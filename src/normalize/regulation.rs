use indexmap::IndexMap;

use crate::tables::Tables;
use crate::types::MetaValue;

#[derive(Debug, Clone, PartialEq)]
pub(crate) struct RegulationParts {
    pub title: u32,
    pub part: u32,
    pub section: Option<String>,
    pub agency: Option<String>,
}

impl RegulationParts {
    /// Canonical citation form: `29 CFR 1926.1050`.
    pub fn normalized(&self) -> String {
        match &self.section {
            Some(section) => format!("{} CFR {}.{}", self.title, self.part, section),
            None => format!("{} CFR {}", self.title, self.part),
        }
    }
}

/// Parse `<title> CFR <part>(.<section>)?` citations. The agency comes from
/// the title-to-agency table (29 -> OSHA, 21 -> FDA, ...).
pub(crate) fn parse_regulation(text: &str, tables: &Tables) -> Option<RegulationParts> {
    let mut tokens = text.split_whitespace();

    let title: u32 = tokens.next()?.parse().ok()?;

    let marker = tokens.next()?;
    if !marker.replace('.', "").eq_ignore_ascii_case("cfr") {
        return None;
    }

    let mut rest = tokens.next()?;
    if rest.eq_ignore_ascii_case("part") {
        rest = tokens.next()?;
    }

    let (part, section) = match rest.split_once('.') {
        Some((p, s)) => (p.parse().ok()?, Some(s.to_string())),
        None => (rest.parse().ok()?, None),
    };

    Some(RegulationParts {
        agency: tables.cfr_agency(title).map(String::from),
        title,
        part,
        section,
    })
}

pub(crate) fn regulation_metadata(parts: &RegulationParts) -> IndexMap<String, MetaValue> {
    let mut meta = IndexMap::new();
    meta.insert("title".to_string(), MetaValue::Int(parts.title as i64));
    meta.insert("part".to_string(), MetaValue::Int(parts.part as i64));
    meta.insert(
        "section".to_string(),
        parts.section.clone().map_or(MetaValue::Null, MetaValue::Str),
    );
    meta.insert(
        "agency".to_string(),
        parts.agency.clone().map_or(MetaValue::Null, MetaValue::Str),
    );
    meta
}
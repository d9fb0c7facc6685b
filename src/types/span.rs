use serde::{Deserialize, Serialize};

/// Half-open byte interval `[start, end)` into a document's Markdown buffer.
///
/// Spans always land on UTF-8 character boundaries; both detectors guarantee
/// this because `aho_corasick` and `regex` only report boundary-aligned
/// offsets when matching `&str` haystacks.
#[derive(Debug, Clone, Copy, PartialEq, Eq, Hash, Serialize, Deserialize)]
pub struct Span {
    pub start: usize,
    pub end: usize,
}

impl Span {
    pub fn new(start: usize, end: usize) -> Self {
        debug_assert!(start < end, "span must be non-empty");
        Self { start, end }
    }

    pub fn len(&self) -> usize {
        self.end - self.start
    }

    pub fn is_empty(&self) -> bool {
        self.start >= self.end
    }

    /// Does `self` fully contain `other`?
    pub fn contains(&self, other: &Span) -> bool {
        self.start <= other.start && other.end <= self.end
    }

    /// Do the two spans share at least one byte?
    pub fn overlaps(&self, other: &Span) -> bool {
        self.start < other.end && other.start < self.end
    }

    /// The exact byte slice this span covers.
    pub fn slice<'a>(&self, text: &'a str) -> &'a str {
        &text[self.start..self.end]
    }
}

#[cfg(test)]
mod tests {
    use super::*;

    #[test]
    fn containment_and_overlap() {
        let outer = Span::new(10, 20);
        let inner = Span::new(12, 18);
        let disjoint = Span::new(20, 25);
        assert!(outer.contains(&inner));
        assert!(!inner.contains(&outer));
        assert!(outer.overlaps(&inner));
        assert!(!outer.overlaps(&disjoint));
    }

    #[test]
    fn slice_is_byte_exact() {
        let text = "héllo wörld";
        let span = Span::new(0, 6);
        assert_eq!(span.slice(text), "héllo");
    }
}
use indexmap::IndexMap;

use crate::helpers::{format_decimal, parse_number};
use crate::tables::{MeasurementCategory, Tables};
use crate::types::MetaValue;

#[derive(Debug, Clone, PartialEq)]
pub(crate) struct MeasurementParts {
    pub value: f64,
    /// Canonical spelling of the source unit; empty for bare counts.
    pub unit: String,
    pub category: MeasurementCategory,
    pub si_value: f64,
    pub si_unit: String,
}

impl MeasurementParts {
    pub fn normalized(&self) -> String {
        format!("{} {}", format_decimal(self.si_value), self.si_unit)
    }

    pub fn display(&self) -> String {
        if self.unit.is_empty() {
            format_decimal(self.value)
        } else if self.unit == "%" {
            format!("{}%", format_decimal(self.value))
        } else {
            format!("{} {}", format_decimal(self.value), self.unit)
        }
    }
}

/// Parse a `number [unit]` mention. A bare number (a range endpoint before
/// unit back-propagation) classifies as a count with itself as SI value.
pub(crate) fn parse_measurement(text: &str, tables: &Tables) -> Option<MeasurementParts> {
    let text = text.trim();
    let digits_end = text
        .find(|c: char| !(c.is_ascii_digit() || c == ',' || c == '.'))
        .unwrap_or(text.len());
    let value = parse_number(&text[..digits_end])?;
    let alias = text[digits_end..].trim();

    if alias.is_empty() {
        return Some(MeasurementParts {
            value,
            unit: String::new(),
            category: MeasurementCategory::Count,
            si_value: value,
            si_unit: "count".to_string(),
        });
    }

    with_unit(value, alias, tables)
}

/// Re-resolve a bare endpoint against a back-propagated unit alias.
pub(crate) fn with_unit(value: f64, alias: &str, tables: &Tables) -> Option<MeasurementParts> {
    let entry = tables.unit(alias)?;
    let si_raw = (value + entry.si_offset) * entry.si_factor;
    // Six decimals is plenty for document measurements and keeps the
    // canonical string stable across platforms.
    let si_value = (si_raw * 1e6).round() / 1e6;
    Some(MeasurementParts {
        value,
        unit: entry.canonical.clone(),
        category: entry.category,
        si_value,
        si_unit: entry.si_unit.clone(),
    })
}

pub(crate) fn measurement_metadata(parts: &MeasurementParts) -> IndexMap<String, MetaValue> {
    let mut meta = IndexMap::new();
    meta.insert("value".to_string(), MetaValue::Float(parts.value));
    meta.insert("unit".to_string(), parts.unit.clone().into());
    meta.insert("si_value".to_string(), MetaValue::Float(parts.si_value));
    meta.insert("si_unit".to_string(), parts.si_unit.clone().into());
    meta.insert(
        "measurement_type".to_string(),
        parts.category.as_str().into(),
    );
    meta.insert("display_value".to_string(), parts.display().into());
    meta
}

#[cfg(test)]
mod tests {
    use super::*;
    use crate::tables::tests::test_tables;

    #[test]
    fn length_converts_to_meters() {
        let t = test_tables();
        let m = parse_measurement("30 inches", &t).unwrap();
        assert_eq!(m.category, MeasurementCategory::Length);
        assert_eq!(m.si_value, 0.762);
        assert_eq!(m.normalized(), "0.762 m");
        assert_eq!(m.display(), "30 in");

        let m = parse_measurement("94 cm", &t).unwrap();
        assert_eq!(m.si_value, 0.94);
    }

    #[test]
    fn percentages_become_ratios() {
        let t = test_tables();
        let m = parse_measurement("10%", &t).unwrap();
        assert_eq!(m.category, MeasurementCategory::Percentage);
        assert_eq!(m.si_value, 0.1);
        assert_eq!(m.si_unit, "ratio");
        assert_eq!(m.display(), "10%");

        let m = parse_measurement("2.5 percent", &t).unwrap();
        assert_eq!(m.si_value, 0.025);
    }

    #[test]
    fn temperature_applies_offset_before_factor() {
        let t = test_tables();
        let m = parse_measurement("212 °F", &t).unwrap();
        assert_eq!(m.category, MeasurementCategory::Temperature);
        assert_eq!(m.si_value, 100.0);
    }

    #[test]
    fn bare_numbers_are_counts() {
        let t = test_tables();
        let m = parse_measurement("30", &t).unwrap();
        assert_eq!(m.category, MeasurementCategory::Count);
        assert_eq!(m.si_value, 30.0);
        assert_eq!(m.unit, "");
    }

    #[test]
    fn unknown_unit_fails() {
        let t = test_tables();
        assert!(parse_measurement("30 furlongs", &t).is_none());
    }

    #[test]
    fn back_propagation_resolves_bare_endpoint() {
        let t = test_tables();
        let m = with_unit(30.0, "inches", &t).unwrap();
        assert_eq!(m.si_value, 0.762);
        assert_eq!(m.unit, "in");
    }
}
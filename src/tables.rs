use std::collections::{HashMap, HashSet};

use indexmap::IndexMap;
use serde::Deserialize;

use crate::error::Result;

/// Measurement families the normalizer classifies into.
#[derive(Debug, Clone, Copy, PartialEq, Eq, Hash, Deserialize)]
#[serde(rename_all = "lowercase")]
pub enum MeasurementCategory {
    Length,
    Weight,
    Volume,
    Temperature,
    Time,
    Speed,
    Area,
    Angle,
    Percentage,
    Count,
}

impl MeasurementCategory {
    pub fn as_str(&self) -> &'static str {
        match self {
            Self::Length => "length",
            Self::Weight => "weight",
            Self::Volume => "volume",
            Self::Temperature => "temperature",
            Self::Time => "time",
            Self::Speed => "speed",
            Self::Area => "area",
            Self::Angle => "angle",
            Self::Percentage => "percentage",
            Self::Count => "count",
        }
    }
}

// ---------------------------------------------------------------------------
// Raw YAML schema  (corpus/tables/tables_*.yml)
// ---------------------------------------------------------------------------

#[derive(Debug, Deserialize)]
struct TablesFile {
    honorifics: Vec<String>,
    countries: IndexMap<String, CountryEntry>,
    currencies: IndexMap<String, String>,
    units: IndexMap<String, UnitEntry>,
    cfr_agencies: IndexMap<String, String>,
    toll_free_prefixes: Vec<String>,
    #[serde(default)]
    org_expansions: IndexMap<String, String>,
}

#[derive(Debug, Clone, Deserialize)]
pub struct CountryEntry {
    pub alpha2: String,
    pub alpha3: String,
    /// Canonical display name; aliases map here.
    pub name: String,
}

#[derive(Debug, Clone, Deserialize)]
pub struct UnitEntry {
    pub category: MeasurementCategory,
    /// SI value = (value + si_offset) * si_factor.
    pub si_factor: f64,
    #[serde(default)]
    pub si_offset: f64,
    pub si_unit: String,
    /// Canonical spelling used in normalized output.
    pub canonical: String,
    #[serde(default)]
    pub aliases: Vec<String>,
}

// ---------------------------------------------------------------------------
// Lookup form
// ---------------------------------------------------------------------------

/// Canonicalization tables, published once at init and shared read-only by
/// every worker thread.
#[derive(Debug)]
pub struct Tables {
    honorifics: Vec<String>,
    countries: HashMap<String, CountryEntry>,
    currencies: HashMap<String, String>,
    units: HashMap<String, UnitEntry>,
    cfr_agencies: HashMap<u32, String>,
    toll_free: HashSet<String>,
    org_expansions: HashMap<String, String>,
}

impl Tables {
    pub(crate) fn from_yaml(content: &str) -> Result<Self> {
        let file: TablesFile = serde_yaml::from_str(content)?;

        let mut countries = HashMap::new();
        for (alias, entry) in file.countries {
            countries.insert(alias.to_lowercase(), entry.clone());
            // The canonical name is always a valid alias for itself.
            countries.insert(entry.name.to_lowercase(), entry);
        }

        let mut units = HashMap::new();
        for (name, entry) in file.units {
            units.insert(name.to_lowercase(), entry.clone());
            // The canonical spelling must resolve too: range consolidation
            // re-resolves endpoints by the canonical unit name.
            units.insert(entry.canonical.to_lowercase(), entry.clone());
            for alias in &entry.aliases {
                units.insert(alias.to_lowercase(), entry.clone());
            }
        }

        let cfr_agencies = file
            .cfr_agencies
            .into_iter()
            .filter_map(|(title, agency)| title.parse::<u32>().ok().map(|t| (t, agency)))
            .collect();

        Ok(Self {
            honorifics: file.honorifics,
            countries,
            currencies: file.currencies.into_iter().collect(),
            units,
            cfr_agencies,
            toll_free: file.toll_free_prefixes.into_iter().collect(),
            org_expansions: file
                .org_expansions
                .into_iter()
                .map(|(k, v)| (k.to_uppercase(), v))
                .collect(),
        })
    }

    pub fn honorifics(&self) -> &[String] {
        &self.honorifics
    }

    /// Strip one leading honorific (`Dr. Mary Johnson` -> `Mary Johnson`).
    pub fn strip_honorific<'a>(&self, name: &'a str) -> &'a str {
        for title in &self.honorifics {
            if let Some(rest) = name.strip_prefix(title.as_str()) {
                let rest = rest.trim_start();
                if !rest.is_empty() {
                    return rest;
                }
            }
        }
        name
    }

    pub fn country(&self, name: &str) -> Option<&CountryEntry> {
        self.countries.get(&name.to_lowercase())
    }

    pub fn currency(&self, symbol: &str) -> Option<&str> {
        self.currencies.get(symbol).map(String::as_str)
    }

    pub fn unit(&self, alias: &str) -> Option<&UnitEntry> {
        self.units.get(&alias.to_lowercase())
    }

    pub fn cfr_agency(&self, title: u32) -> Option<&str> {
        self.cfr_agencies.get(&title).map(String::as_str)
    }

    pub fn is_toll_free(&self, area_code: &str) -> bool {
        self.toll_free.contains(area_code)
    }

    pub fn org_expansion(&self, acronym: &str) -> Option<&str> {
        self.org_expansions.get(&acronym.to_uppercase()).map(String::as_str)
    }

    /// Every known unit spelling (lowercased), for regex generation.
    pub(crate) fn unit_aliases(&self) -> Vec<String> {
        self.units.keys().cloned().collect()
    }
}

#[cfg(test)]
pub(crate) mod tests {
    use super::*;

    /// A minimal but representative tables file shared by unit tests across
    /// the normalize modules.
    pub(crate) const TEST_TABLES: &str = r#"
honorifics: ["Dr.", "Mr.", "Ms.", "Mrs.", "Prof.", "Sir"]
countries:
  "united states":
    alpha2: US
    alpha3: USA
    name: United States
  "u.s.":
    alpha2: US
    alpha3: USA
    name: United States
  "germany":
    alpha2: DE
    alpha3: DEU
    name: Germany
currencies:
  "$": USD
  "€": EUR
  "£": GBP
  "¥": JPY
units:
  meter:
    category: length
    si_factor: 1.0
    si_unit: m
    canonical: m
    aliases: [meters, metre, metres, m]
  inch:
    category: length
    si_factor: 0.0254
    si_unit: m
    canonical: in
    aliases: [inches, in]
  centimeter:
    category: length
    si_factor: 0.01
    si_unit: m
    canonical: cm
    aliases: [centimeters, cm]
  pound:
    category: weight
    si_factor: 0.45359237
    si_unit: kg
    canonical: lb
    aliases: [pounds, lb, lbs]
  fahrenheit:
    category: temperature
    si_factor: 0.5555555555555556
    si_offset: -32.0
    si_unit: "°C"
    canonical: "°F"
    aliases: ["°f", "degrees fahrenheit"]
  percent:
    category: percentage
    si_factor: 0.01
    si_unit: ratio
    canonical: "%"
    aliases: ["%", "percent"]
cfr_agencies:
  "21": FDA
  "29": OSHA
  "40": EPA
  "49": DOT
toll_free_prefixes: ["800", "833", "844", "855", "866", "877", "888"]
org_expansions:
  "IMF": International Monetary Fund
"#;

    pub(crate) fn test_tables() -> Tables {
        Tables::from_yaml(TEST_TABLES).unwrap()
    }

    #[test]
    fn honorific_stripping() {
        let t = test_tables();
        assert_eq!(t.strip_honorific("Dr. Mary Johnson"), "Mary Johnson");
        assert_eq!(t.strip_honorific("Mary Johnson"), "Mary Johnson");
        // A bare title is not a name; leave it alone.
        assert_eq!(t.strip_honorific("Dr."), "Dr.");
    }

    #[test]
    fn unit_aliases_resolve_case_insensitively() {
        let t = test_tables();
        let inch = t.unit("Inches").unwrap();
        assert_eq!(inch.category, MeasurementCategory::Length);
        assert!((inch.si_factor - 0.0254).abs() < 1e-12);
    }

    #[test]
    fn country_and_agency_lookups() {
        let t = test_tables();
        assert_eq!(t.country("United States").unwrap().alpha3, "USA");
        assert_eq!(t.cfr_agency(29), Some("OSHA"));
        assert!(t.is_toll_free("888"));
        assert_eq!(t.org_expansion("imf"), Some("International Monetary Fund"));
    }
}
use std::sync::atomic::{AtomicBool, AtomicU64, Ordering};
use std::sync::Arc;
use std::thread::JoinHandle;
use std::time::Instant;

use crossbeam_channel::{bounded, unbounded, Receiver, Sender};

use crate::config::CoreConfig;
use crate::emit::{deliver, Sink};
use crate::engine::Engine;
use crate::error::{Error, Result};
use crate::ingest::{ingest, Converter};
use crate::types::{DocStatus, Document, DocumentRecord, Stage, StageTimings, WorkItem};

/// A document-level failure that prevented a record from reaching the sink.
/// Emitted on the pipeline's error channel; nothing is dropped silently.
#[derive(Debug)]
pub struct PipelineError {
    pub document_id: String,
    pub stage: Stage,
    pub detail: String,
}

#[derive(Default)]
struct Counters {
    documents_ok: AtomicU64,
    documents_partial: AtomicU64,
    documents_failed: AtomicU64,
    ingest_micros: AtomicU64,
    structure_micros: AtomicU64,
    classify_micros: AtomicU64,
    detect_micros: AtomicU64,
    normalize_micros: AtomicU64,
    emit_micros: AtomicU64,
}

impl Counters {
    fn add_timings(&self, t: &StageTimings) {
        let add = |counter: &AtomicU64, ms: f64| {
            counter.fetch_add((ms * 1_000.0) as u64, Ordering::Relaxed);
        };
        add(&self.ingest_micros, t.ingest);
        add(&self.structure_micros, t.structure);
        add(&self.classify_micros, t.classify);
        add(&self.detect_micros, t.detect);
        add(&self.normalize_micros, t.normalize);
        add(&self.emit_micros, t.emit);
    }
}

/// Point-in-time view of the process-wide counters.
#[derive(Debug, Clone, Default)]
pub struct StatsSnapshot {
    pub documents_ok: u64,
    pub documents_partial: u64,
    pub documents_failed: u64,
    /// Cumulative wall-clock milliseconds per stage across all documents.
    pub cumulative_stage_ms: StageTimings,
}

/// The staged extraction pipeline: an I/O pool driving ingest and emit, a
/// CPU pool driving structure through normalize, bounded channels at the two
/// stage boundaries.
///
/// There is no global output-order guarantee; callers that need input order
/// must tag items and reorder at the sink. Per-document output is fully
/// deterministic.
pub struct Pipeline {
    submit_tx: Option<Sender<WorkItem>>,
    handles: Vec<JoinHandle<()>>,
    shutdown: Arc<AtomicBool>,
    counters: Arc<Counters>,
    error_rx: Receiver<PipelineError>,
}

impl Pipeline {
    pub fn start(
        engine: Arc<Engine>,
        config: CoreConfig,
        converter: Arc<dyn Converter>,
        sink: Arc<dyn Sink>,
    ) -> Pipeline {
        let config = Arc::new(config);
        let shutdown = Arc::new(AtomicBool::new(false));
        let counters = Arc::new(Counters::default());

        let (submit_tx, submit_rx) = bounded::<WorkItem>(config.queue_max_size);
        let (doc_tx, doc_rx) = bounded::<(Document, f64)>(config.queue_max_size);
        let (rec_tx, rec_rx) = bounded::<(DocumentRecord, Instant)>(config.queue_max_size);
        let (err_tx, err_rx) = unbounded::<PipelineError>();

        let mut handles = Vec::new();

        for worker in 0..config.io_workers.max(1) {
            let submit_rx = submit_rx.clone();
            let doc_tx = doc_tx.clone();
            let err_tx = err_tx.clone();
            let converter = Arc::clone(&converter);
            let config = Arc::clone(&config);
            let counters = Arc::clone(&counters);
            handles.push(
                std::thread::Builder::new()
                    .name(format!("ingest-{worker}"))
                    .spawn(move || {
                        while let Ok(item) = submit_rx.recv() {
                            let started = Instant::now();
                            match ingest(&item, converter.as_ref(), &config) {
                                Ok(doc) => {
                                    let ingest_ms = started.elapsed().as_secs_f64() * 1_000.0;
                                    // Blocks here when the CPU pool is behind;
                                    // this is the backpressure point.
                                    if doc_tx.send((doc, ingest_ms)).is_err() {
                                        break;
                                    }
                                }
                                Err(err) => {
                                    counters.documents_failed.fetch_add(1, Ordering::Relaxed);
                                    let _ = err_tx.send(PipelineError {
                                        document_id: item.document_id,
                                        stage: Stage::Ingest,
                                        detail: err.to_string(),
                                    });
                                }
                            }
                        }
                    })
                    .expect("spawn ingest worker"),
            );
        }

        for worker in 0..config.cpu_workers.max(1) {
            let doc_rx = doc_rx.clone();
            let rec_tx = rec_tx.clone();
            let engine = Arc::clone(&engine);
            let config = Arc::clone(&config);
            handles.push(
                std::thread::Builder::new()
                    .name(format!("cpu-{worker}"))
                    .spawn(move || {
                        while let Ok((doc, ingest_ms)) = doc_rx.recv() {
                            let mut record = engine.process(doc, &config);
                            record.stage_timings_ms.ingest = ingest_ms;
                            if rec_tx.send((record, Instant::now())).is_err() {
                                break;
                            }
                        }
                    })
                    .expect("spawn cpu worker"),
            );
        }

        for worker in 0..config.io_workers.max(1) {
            let rec_rx = rec_rx.clone();
            let err_tx = err_tx.clone();
            let sink = Arc::clone(&sink);
            let config = Arc::clone(&config);
            let counters = Arc::clone(&counters);
            handles.push(
                std::thread::Builder::new()
                    .name(format!("emit-{worker}"))
                    .spawn(move || {
                        while let Ok((mut record, queued_at)) = rec_rx.recv() {
                            // Emit latency is the handoff delay up to the
                            // sink taking over; the sink call itself is the
                            // sink's own time.
                            record.stage_timings_ms.emit =
                                queued_at.elapsed().as_secs_f64() * 1_000.0;
                            counters.add_timings(&record.stage_timings_ms);
                            match deliver(sink.as_ref(), &record, config.sink_retry_max) {
                                Ok(()) => {
                                    let counter = match record.status {
                                        DocStatus::Ok => &counters.documents_ok,
                                        DocStatus::Partial => &counters.documents_partial,
                                        DocStatus::Failed => &counters.documents_failed,
                                    };
                                    counter.fetch_add(1, Ordering::Relaxed);
                                }
                                Err(err) => {
                                    counters.documents_failed.fetch_add(1, Ordering::Relaxed);
                                    let _ = err_tx.send(PipelineError {
                                        document_id: record.document_id.clone(),
                                        stage: Stage::Emit,
                                        detail: err.detail,
                                    });
                                }
                            }
                        }
                    })
                    .expect("spawn emit worker"),
            );
        }

        tracing::info!(
            io_workers = config.io_workers.max(1),
            cpu_workers = config.cpu_workers.max(1),
            queue_max_size = config.queue_max_size,
            "pipeline started"
        );

        Pipeline {
            submit_tx: Some(submit_tx),
            handles,
            shutdown,
            counters,
            error_rx: err_rx,
        }
    }

    /// Hand a work item to the ingest pool. Blocks while the submit queue is
    /// full; fails once shutdown has begun.
    pub fn submit(&self, item: WorkItem) -> Result<()> {
        if self.shutdown.load(Ordering::Acquire) {
            return Err(Error::ShutDown);
        }
        let tx = self.submit_tx.as_ref().ok_or(Error::ShutDown)?;
        tx.send(item).map_err(|_| Error::ShutDown)
    }

    /// Document-level failures stream here; receiving is optional but the
    /// channel is unbounded so unread errors never block workers.
    pub fn errors(&self) -> &Receiver<PipelineError> {
        &self.error_rx
    }

    pub fn stats(&self) -> StatsSnapshot {
        let c = &self.counters;
        let ms = |a: &AtomicU64| a.load(Ordering::Relaxed) as f64 / 1_000.0;
        StatsSnapshot {
            documents_ok: c.documents_ok.load(Ordering::Relaxed),
            documents_partial: c.documents_partial.load(Ordering::Relaxed),
            documents_failed: c.documents_failed.load(Ordering::Relaxed),
            cumulative_stage_ms: StageTimings {
                ingest: ms(&c.ingest_micros),
                structure: ms(&c.structure_micros),
                classify: ms(&c.classify_micros),
                detect: ms(&c.detect_micros),
                normalize: ms(&c.normalize_micros),
                emit: ms(&c.emit_micros),
            },
        }
    }

    /// Cooperative shutdown: stop accepting new items, drain everything in
    /// flight through the sink, join all workers, and report final stats.
    pub fn shutdown(mut self) -> StatsSnapshot {
        self.shutdown.store(true, Ordering::Release);
        // Closing the submit channel unwinds the stages in order: each pool
        // exits when its inbound channel drains, which closes the next one.
        self.submit_tx.take();
        for handle in self.handles.drain(..) {
            let _ = handle.join();
        }
        let stats = self.stats();
        tracing::info!(
            ok = stats.documents_ok,
            partial = stats.documents_partial,
            failed = stats.documents_failed,
            "pipeline stopped"
        );
        stats
    }
}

=-=-=

Wherever the word "International" appears in the data, return the whole line.

  "IMF": International Monetary Fund
        assert_eq!(t.org_expansion("imf"), Some("International Monetary Fund"));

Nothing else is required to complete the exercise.